Information given:
---*---

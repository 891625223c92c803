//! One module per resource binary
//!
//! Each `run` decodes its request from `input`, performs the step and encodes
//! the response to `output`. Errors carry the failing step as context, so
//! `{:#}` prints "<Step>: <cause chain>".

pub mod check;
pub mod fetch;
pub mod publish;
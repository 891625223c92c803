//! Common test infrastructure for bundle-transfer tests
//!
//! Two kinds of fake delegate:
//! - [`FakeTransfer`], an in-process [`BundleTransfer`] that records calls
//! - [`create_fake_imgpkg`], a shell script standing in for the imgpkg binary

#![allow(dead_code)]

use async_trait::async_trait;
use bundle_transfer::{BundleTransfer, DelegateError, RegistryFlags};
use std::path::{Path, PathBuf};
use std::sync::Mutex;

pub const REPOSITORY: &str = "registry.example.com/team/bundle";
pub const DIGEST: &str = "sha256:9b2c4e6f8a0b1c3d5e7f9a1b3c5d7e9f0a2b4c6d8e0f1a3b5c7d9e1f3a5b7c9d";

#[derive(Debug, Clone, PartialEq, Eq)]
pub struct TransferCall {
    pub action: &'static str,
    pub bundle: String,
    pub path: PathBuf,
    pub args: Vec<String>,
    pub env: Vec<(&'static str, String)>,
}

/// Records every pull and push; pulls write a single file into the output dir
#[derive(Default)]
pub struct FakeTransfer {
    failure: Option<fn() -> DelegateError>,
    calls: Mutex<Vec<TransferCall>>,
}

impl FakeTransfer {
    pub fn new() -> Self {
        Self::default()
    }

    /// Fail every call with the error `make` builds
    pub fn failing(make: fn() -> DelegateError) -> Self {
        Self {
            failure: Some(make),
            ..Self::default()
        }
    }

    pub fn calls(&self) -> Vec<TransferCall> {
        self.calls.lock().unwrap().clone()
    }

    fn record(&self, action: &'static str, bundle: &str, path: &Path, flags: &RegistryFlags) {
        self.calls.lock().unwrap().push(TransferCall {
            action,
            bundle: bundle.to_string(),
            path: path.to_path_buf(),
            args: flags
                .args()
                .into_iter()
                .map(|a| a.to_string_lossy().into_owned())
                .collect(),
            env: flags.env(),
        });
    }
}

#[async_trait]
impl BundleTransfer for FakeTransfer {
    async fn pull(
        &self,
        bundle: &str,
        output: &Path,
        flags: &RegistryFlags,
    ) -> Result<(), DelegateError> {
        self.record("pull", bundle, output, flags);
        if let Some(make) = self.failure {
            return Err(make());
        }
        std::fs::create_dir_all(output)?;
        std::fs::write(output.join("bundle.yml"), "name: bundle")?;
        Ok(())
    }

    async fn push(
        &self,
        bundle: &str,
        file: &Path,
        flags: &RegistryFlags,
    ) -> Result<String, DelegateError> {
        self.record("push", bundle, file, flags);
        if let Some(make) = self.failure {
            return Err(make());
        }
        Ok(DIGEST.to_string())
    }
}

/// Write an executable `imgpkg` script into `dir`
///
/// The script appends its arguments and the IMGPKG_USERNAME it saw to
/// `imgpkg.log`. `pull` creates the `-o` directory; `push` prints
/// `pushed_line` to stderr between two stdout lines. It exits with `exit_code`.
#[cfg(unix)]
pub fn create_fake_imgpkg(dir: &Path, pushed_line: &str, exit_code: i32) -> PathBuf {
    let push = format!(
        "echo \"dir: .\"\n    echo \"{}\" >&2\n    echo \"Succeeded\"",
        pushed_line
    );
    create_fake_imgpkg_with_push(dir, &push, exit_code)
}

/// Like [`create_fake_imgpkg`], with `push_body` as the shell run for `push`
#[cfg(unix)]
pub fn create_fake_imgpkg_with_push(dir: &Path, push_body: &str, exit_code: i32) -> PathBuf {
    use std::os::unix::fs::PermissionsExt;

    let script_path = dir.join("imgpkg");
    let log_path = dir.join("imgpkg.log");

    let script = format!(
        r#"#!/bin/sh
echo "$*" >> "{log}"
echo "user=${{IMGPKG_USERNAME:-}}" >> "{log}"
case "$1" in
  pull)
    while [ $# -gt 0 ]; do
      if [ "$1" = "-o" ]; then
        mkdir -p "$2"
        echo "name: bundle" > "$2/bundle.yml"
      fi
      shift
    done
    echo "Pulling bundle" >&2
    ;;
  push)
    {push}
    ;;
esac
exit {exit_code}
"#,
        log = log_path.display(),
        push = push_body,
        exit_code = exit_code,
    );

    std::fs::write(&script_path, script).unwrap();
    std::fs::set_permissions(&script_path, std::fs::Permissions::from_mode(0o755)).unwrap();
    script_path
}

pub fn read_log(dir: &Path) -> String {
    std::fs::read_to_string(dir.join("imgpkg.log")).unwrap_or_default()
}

---*---

Copy out the whole listing exactly as given.

repository 891625223c92c803
//! One module per resource binary
//!
//! Each `run` decodes its request from `input`, performs the step and encodes
//! the response to `output`. Errors carry the failing step as context, so
//! `{:#}` prints "<Step>: <cause chain>".

pub mod check;
pub mod fetch;
pub mod publish;
repository 891625223c92c803
//! Common test infrastructure for bundle-transfer tests
//!
//! Two kinds of fake delegate:
//! - [`FakeTransfer`], an in-process [`BundleTransfer`] that records calls
//! - [`create_fake_imgpkg`], a shell script standing in for the imgpkg binary

#![allow(dead_code)]

use async_trait::async_trait;
use bundle_transfer::{BundleTransfer, DelegateError, RegistryFlags};
use std::path::{Path, PathBuf};
use std::sync::Mutex;

pub const REPOSITORY: &str = "registry.example.com/team/bundle";
pub const DIGEST: &str = "sha256:9b2c4e6f8a0b1c3d5e7f9a1b3c5d7e9f0a2b4c6d8e0f1a3b5c7d9e1f3a5b7c9d";

#[derive(Debug, Clone, PartialEq, Eq)]
pub struct TransferCall {
    pub action: &'static str,
    pub bundle: String,
    pub path: PathBuf,
    pub args: Vec<String>,
    pub env: Vec<(&'static str, String)>,
}

/// Records every pull and push; pulls write a single file into the output dir
#[derive(Default)]
pub struct FakeTransfer {
    failure: Option<fn() -> DelegateError>,
    calls: Mutex<Vec<TransferCall>>,
}

impl FakeTransfer {
    pub fn new() -> Self {
        Self::default()
    }

    /// Fail every call with the error `make` builds
    pub fn failing(make: fn() -> DelegateError) -> Self {
        Self {
            failure: Some(make),
            ..Self::default()
        }
    }

    pub fn calls(&self) -> Vec<TransferCall> {
        self.calls.lock().unwrap().clone()
    }

    fn record(&self, action: &'static str, bundle: &str, path: &Path, flags: &RegistryFlags) {
        self.calls.lock().unwrap().push(TransferCall {
            action,
            bundle: bundle.to_string(),
            path: path.to_path_buf(),
            args: flags
                .args()
                .into_iter()
                .map(|a| a.to_string_lossy().into_owned())
                .collect(),
            env: flags.env(),
        });
    }
}

#[async_trait]
impl BundleTransfer for FakeTransfer {
    async fn pull(
        &self,
        bundle: &str,
        output: &Path,
        flags: &RegistryFlags,
    ) -> Result<(), DelegateError> {
        self.record("pull", bundle, output, flags);
        if let Some(make) = self.failure {
            return Err(make());
        }
        std::fs::create_dir_all(output)?;
        std::fs::write(output.join("bundle.yml"), "name: bundle")?;
        Ok(())
    }

    async fn push(
        &self,
        bundle: &str,
        file: &Path,
        flags: &RegistryFlags,
    ) -> Result<String, DelegateError> {
        self.record("push", bundle, file, flags);
        if let Some(make) = self.failure {
            return Err(make());
        }
        Ok(DIGEST.to_string())
    }
}

/// Write an executable `imgpkg` script into `dir`
///
/// The script appends its arguments and the IMGPKG_USERNAME it saw to
/// `imgpkg.log`. `pull` creates the `-o` directory; `push` prints
/// `pushed_line` to stderr between two stdout lines. It exits with `exit_code`.
#[cfg(unix)]
pub fn create_fake_imgpkg(dir: &Path, pushed_line: &str, exit_code: i32) -> PathBuf {
    let push = format!(
        "echo \"dir: .\"\n    echo \"{}\" >&2\n    echo \"Succeeded\"",
        pushed_line
    );
    create_fake_imgpkg_with_push(dir, &push, exit_code)
}

/// Like [`create_fake_imgpkg`], with `push_body` as the shell run for `push`
#[cfg(unix)]
pub fn create_fake_imgpkg_with_push(dir: &Path, push_body: &str, exit_code: i32) -> PathBuf {
    use std::os::unix::fs::PermissionsExt;

    let script_path = dir.join("imgpkg");
    let log_path = dir.join("imgpkg.log");

    let script = format!(
        r#"#!/bin/sh
echo "$*" >> "{log}"
echo "user=${{IMGPKG_USERNAME:-}}" >> "{log}"
case "$1" in
  pull)
    while [ $# -gt 0 ]; do
      if [ "$1" = "-o" ]; then
        mkdir -p "$2"
        echo "name: bundle" > "$2/bundle.yml"
      fi
      shift
    done
    echo "Pulling bundle" >&2
    ;;
  push)
    {push}
    ;;
esac
exit {exit_code}
"#,
        log = log_path.display(),
        push = push_body,
        exit_code = exit_code,
    );

    std::fs::write(&script_path, script).unwrap();
    std::fs::set_permissions(&script_path, std::fs::Permissions::from_mode(0o755)).unwrap();
    script_path
}

pub fn read_log(dir: &Path) -> String {
    std::fs::read_to_string(dir.join("imgpkg.log")).unwrap_or_default()
}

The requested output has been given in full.